O Partido dos Trabalhadores insistiu para lá do razoável num candidato sem futuro: Lula da Silva. Preso, Lula lutou arduamente para entrar nesta corrida eleitoral. As leis, que o próprio fizera aprovar, impediram-no. É neste contexto que Fernando Haddad chega com um atraso colossal a uma disputa eleitoral que Bolsonaro fora, entretanto, capitalizando. Sem uma identidade definida, o candidato do PT tratou de reivindicar a herança do passado, adotando mesmo o slogan "Haddad é Lula, Lula é Haddad". Na semana passada, a revista "Isto É" contava que Lula da Silva é uma espécie de coordenador informal da campanha dos trabalhadores. A partir da cela de Curitiba, onde está preso, faz ecoar, através de bilhetinhos, promessas de cargos, vantagens financeiras em troca de apoios e manobras de bastidores entre caciques que sempre arregimentaram votos. Anteontem, em S. Paulo, Haddad promoveu uma conferência de Imprensa para denunciar as "fake news" de que estará a ser vítima e, como enquadramento cénico, escolheu cartazes com Lula em grande plano.

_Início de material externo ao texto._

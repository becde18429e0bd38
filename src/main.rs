// Entry point: `sawtooth serve` runs the HTTP fetch server, `sawtooth fetch`
// issues a one-off request against a registry file without starting a
// listener - handy for checking a registry's shape in a deploy pipeline.

use std::path::PathBuf;
use std::sync::Arc;
use std::time::Duration;

use anyhow::{Context, Result};
use clap::{Parser, Subcommand};

use sawtooth_cache::ServingInfoCache;
use sawtooth_config::RuntimeConfig;
use sawtooth_core::{FeatureValue, Request, ValueMap};
use sawtooth_fetch::{GroupByFetcher, JoinPlanner, LoggingSampler};
use sawtooth_kvstore::InMemoryKvStore;
use sawtooth_server::registry::{RegistryFile, StaticJoinLoader, StaticMetadataLoader, TracingLogSink};

#[derive(Parser)]
#[command(name = "sawtooth", about = "Online feature-fetching service")]
struct Cli {
    #[command(subcommand)]
    command: Option<Command>,
}

#[derive(Subcommand)]
enum Command {
    /// Start the HTTP fetch server (default if no subcommand is given).
    Serve {
        /// Path to a TOML config file (overrides SAWTOOTH_CONFIG / defaults).
        #[arg(long)]
        config: Option<PathBuf>,
        /// Override the listen address's port.
        #[arg(long)]
        port: Option<u16>,
        /// Override the tracing log level (e.g. "info", "debug").
        #[arg(long)]
        log_level: Option<String>,
        /// TOML file listing feature sets and joins this deployment serves.
        #[arg(long)]
        registry: Option<PathBuf>,
    },
    /// Issue a single join fetch against a registry file and print the result.
    Fetch {
        /// Name of the join to query.
        #[arg(long)]
        join: String,
        /// Comma-separated key=value pairs, e.g. "user=u1,merchant=m2".
        #[arg(long)]
        keys: String,
        /// Query as of this epoch-millis timestamp (defaults to now).
        #[arg(long)]
        at_millis: Option<i64>,
        /// TOML file listing feature sets and joins to query against.
        #[arg(long)]
        registry: PathBuf,
    },
}

fn apply_cli_overrides(config: &mut RuntimeConfig, port: Option<u16>, log_level: Option<String>) {
    if let Some(port) = port {
        let host = config.server.listen_addr.rsplit_once(':').map(|(h, _)| h).unwrap_or("0.0.0.0");
        config.server.listen_addr = format!("{host}:{port}");
    }
    if let Some(level) = log_level {
        config.server.log_level = level;
    }
}

fn load_registry(path: &std::path::Path) -> Result<RegistryFile> {
    let content = std::fs::read_to_string(path)
        .with_context(|| format!("failed to read registry file: {}", path.display()))?;
    RegistryFile::load_from_str(&content).with_context(|| format!("failed to parse registry file: {}", path.display()))
}

fn parse_keys(raw: &str) -> ValueMap {
    let mut keys = ValueMap::new();
    for pair in raw.split(',').filter(|s| !s.is_empty()) {
        if let Some((k, v)) = pair.split_once('=') {
            keys.insert(k.trim().to_string(), FeatureValue::Str(v.trim().to_string()));
        }
    }
    keys
}

async fn run_fetch(join: String, keys: String, at_millis: Option<i64>, registry_path: PathBuf) -> Result<()> {
    let registry = load_registry(&registry_path)?;
    let config = RuntimeConfig::default();

    let loader = StaticMetadataLoader::new(&registry);
    let cache = Arc::new(ServingInfoCache::new(loader, config.cache.ttl()));
    let store = Arc::new(InMemoryKvStore::new());
    let group_by = Arc::new(GroupByFetcher::new(cache, store, config.fetch.worker_pool_size, config.fetch.timeout()));

    let join_loader = StaticJoinLoader::new(&registry, config.sampling.default_sample_percent);
    let planner = Arc::new(JoinPlanner::new(join_loader, group_by));
    let sampler = LoggingSampler::new(planner, Arc::new(TracingLogSink), Duration::from_secs(60), false);

    let request = Request { name: join, keys: parse_keys(&keys), at_millis };
    let response = sampler.fetch(vec![request]).await.into_iter().next().unwrap();

    match response.outcome {
        Ok(values) => println!("{}", serde_json::to_string_pretty(&values)?),
        Err(err) => {
            eprintln!("fetch failed: {}", err);
            std::process::exit(1);
        }
    }
    Ok(())
}

#[tokio::main]
async fn main() -> Result<()> {
    let cli = Cli::parse();

    match cli.command.unwrap_or(Command::Serve { config: None, port: None, log_level: None, registry: None }) {
        Command::Serve { config, port, log_level, registry } => {
            let mut runtime_config = match config {
                Some(path) => {
                    let content = std::fs::read_to_string(&path)
                        .with_context(|| format!("failed to read config file: {}", path.display()))?;
                    toml::from_str(&content).with_context(|| format!("failed to parse config file: {}", path.display()))?
                }
                None => sawtooth_config::load_config()?,
            };
            apply_cli_overrides(&mut runtime_config, port, log_level);
            runtime_config.validate()?;

            sawtooth_server::run(runtime_config, registry.as_deref()).await
        }
        Command::Fetch { join, keys, at_millis, registry } => run_fetch(join, keys, at_millis, registry).await,
    }
}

É uma opção com custos, porque parte do Brasil concorda com a prisão do ex-presidente brasileiro, indeferindo qualquer sombra de um regresso, ainda que intermediado por um terceiro, como é o caso.

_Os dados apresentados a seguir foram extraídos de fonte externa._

//! sawtooth-core - Data model, codec traits and error taxonomy
//!
//! Pure logic only: no I/O, no async runtime, no key-value store client.
//! Everything here is the "essence" the rest of the workspace's crates build
//! on.

pub mod agg_spec;
pub mod codec;
pub mod dataset;
pub mod error;
pub mod model;

pub use agg_spec::{AggFunc, AggregationSpec, BatchIr, HopBucket, Partial, Window};
pub use codec::{CodecError, JsonCodec, KeyValueCodec};
pub use error::FetchError;
pub use model::{
    Accuracy, DataModel, FeatureValue, FieldType, GetRequest, GetResponse, MutationKind, Request,
    Response, Schema, ServingInfo, StreamingRow, TimedValue, ValueMap,
};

Jair Bolsonaro vive estes dias com a tranquilidade de quem tem a primeira volta já assegurada, mas também com o temor de que, depois de domingo, tudo estará em aberto. O atentado de que foi alvo em Minas Gerais não lhe serviu para capitalizar popularidade. Por outro lado, a momentânea saída da campanha eleitoral não lhe subtraiu votos. Neste tempo, acumulou muita polémica devido às ideias de rutura que defende, mas é esse registo disruptivo que o empurra para a liderança das sondagens. O que é muito perigoso. O Brasil não se revê certamente num regime militar que este candidato traz para junto de si, também não aceitará as ideias machistas que Bolsonaro foi protagonizando. Todavia, olha para esta opção como a alternativa de redenção de um país que começa a parecer completamente perdido. Há duas semanas, a revista "The Economist" assegurava em capa que estamos perante a última ameaça da América Latina. Num país onde a economia é um desastre, as finanças públicas estão sob pressão e a taxa de desemprego sobe assustadoramente, Bolsonaro constituiu um perigo para a democracia e, consequentemente, para o futuro do país.

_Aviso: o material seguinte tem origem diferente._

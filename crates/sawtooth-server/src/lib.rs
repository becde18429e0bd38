//! Axum HTTP server exposing the fetch core: `POST
//! /v1/fetch/group-bys`, `POST /v1/fetch/join`, `/health`, `/ready`.
//!
//! Every generic collaborator (`MetadataLoader`, `JoinConfigLoader`,
//! `KvStore`, `LogSink`) is fixed here to the one concrete implementation
//! this workspace ships of each - the same way the existing server crate
//! fixes its storage backend at the HTTP boundary, not in the library
//! crates underneath it.

use std::sync::Arc;

use anyhow::{Context, Result};
use axum::{
    routing::{get, post},
    Router,
};
use tokio::signal;
use tracing::info;

use sawtooth_cache::ServingInfoCache;
use sawtooth_config::RuntimeConfig;
use sawtooth_fetch::{GroupByFetcher, JoinPlanner, LoggingSampler};
use sawtooth_kvstore::InMemoryKvStore;

pub mod handlers;
pub mod init;
pub mod registry;

use handlers::{handle_fetch_group_bys, handle_fetch_join, health_check, ready_check};
use init::init_tracing;
use registry::{RegistryFile, StaticJoinLoader, StaticMetadataLoader, TracingLogSink};

type Loader = StaticMetadataLoader;
type Store = InMemoryKvStore;
type Cache = ServingInfoCache<Loader>;
type Fetcher = GroupByFetcher<Loader, Store>;
type Planner = JoinPlanner<StaticJoinLoader, Loader, Store>;
type Sampler = LoggingSampler<StaticJoinLoader, Loader, Store, TracingLogSink>;

/// Shared application state, cloned cheaply (every field is an `Arc`).
#[derive(Clone)]
pub struct AppState {
    pub group_by: Arc<Fetcher>,
    pub sampler: Arc<Sampler>,
    pub config: Arc<RuntimeConfig>,
}

pub fn router(state: AppState) -> Router {
    Router::new()
        .route("/v1/fetch/group-bys", post(handle_fetch_group_bys))
        .route("/v1/fetch/join", post(handle_fetch_join))
        .route("/health", get(health_check))
        .route("/ready", get(ready_check))
        .with_state(state)
}

fn build_state(config: RuntimeConfig, registry: RegistryFile) -> AppState {
    let loader = StaticMetadataLoader::new(&registry);
    let cache: Arc<Cache> = Arc::new(ServingInfoCache::new(loader, config.cache.ttl()));
    let store = Arc::new(InMemoryKvStore::new());
    let group_by: Arc<Fetcher> =
        Arc::new(GroupByFetcher::new(cache, store, config.fetch.worker_pool_size, config.fetch.timeout()));

    let join_loader = StaticJoinLoader::new(&registry, config.sampling.default_sample_percent);
    let planner: Arc<Planner> = Arc::new(JoinPlanner::new(join_loader, group_by.clone()));
    let sampler: Arc<Sampler> = Arc::new(LoggingSampler::new(
        planner,
        Arc::new(TracingLogSink),
        config.sampling.codec_ttl(),
        config.sampling.debug_mode,
    ));

    AppState { group_by, sampler, config: Arc::new(config) }
}

async fn shutdown_signal() {
    let ctrl_c = async {
        signal::ctrl_c().await.expect("failed to install Ctrl+C handler");
    };

    #[cfg(unix)]
    let terminate = async {
        signal::unix::signal(signal::unix::SignalKind::terminate())
            .expect("failed to install signal handler")
            .recv()
            .await;
    };

    #[cfg(not(unix))]
    let terminate = std::future::pending::<()>();

    tokio::select! {
        _ = ctrl_c => info!("received Ctrl+C, starting graceful shutdown"),
        _ = terminate => info!("received SIGTERM, starting graceful shutdown"),
    }
}

/// Entry point used by the `serve` CLI subcommand. `registry_path` is `None`
/// for an empty registry (useful for smoke tests); `Some(path)` loads a TOML
/// registry file of feature sets and joins. The registry's own storage is
/// external in production; this is a local/dev stand-in.
pub async fn run(config: RuntimeConfig, registry_path: Option<&std::path::Path>) -> Result<()> {
    init_tracing(&config);

    let registry = match registry_path {
        Some(path) => {
            let content = std::fs::read_to_string(path)
                .with_context(|| format!("failed to read registry file: {}", path.display()))?;
            RegistryFile::load_from_str(&content)
                .with_context(|| format!("failed to parse registry file: {}", path.display()))?
        }
        None => RegistryFile::empty(),
    };

    let addr = config.server.listen_addr.clone();
    let state = build_state(config, registry);
    let app = router(state);

    let listener = tokio::net::TcpListener::bind(&addr)
        .await
        .with_context(|| format!("failed to bind to {}", addr))?;

    info!("sawtooth fetch server listening on http://{}", addr);
    info!("  POST http://{}/v1/fetch/group-bys", addr);
    info!("  POST http://{}/v1/fetch/join", addr);
    info!("  GET  http://{}/health", addr);
    info!("  GET  http://{}/ready", addr);

    axum::serve(listener, app).with_graceful_shutdown(shutdown_signal()).await.context("server error")?;

    info!("server shutdown complete");
    Ok(())
}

O Brasil sente-se asfixiado por uma corrupção endémica e transversal à maior parte da classe política e olha com descrença para os partidos da Esquerda, principalmente para o PT. Assim, Bolsonaro surge como uma espécie de messias, pronto a resgatar do fundo do poço uma nação sem rumo. No próximo domingo quem votar no candidato do partido da extrema-direita não estará propriamente a eleger este homem como o presidente desejado, mas a colocar no Planalto alguém que faça um caminho de regresso a um passado que já foi promissor. É sempre por aqui que os populistas ganham fôlego para invadir os corredores do poder...
Faltam apenas dois dias para as eleições brasileiras. A segunda volta parece já estar definida, embora possa haver uma surpresa. Seria uma excelente notícia. O Brasil precisa de uma terceira via entre estes dois candidatos extremistas. Porque a nação precisa de ser resgatada do caos em que se afundou.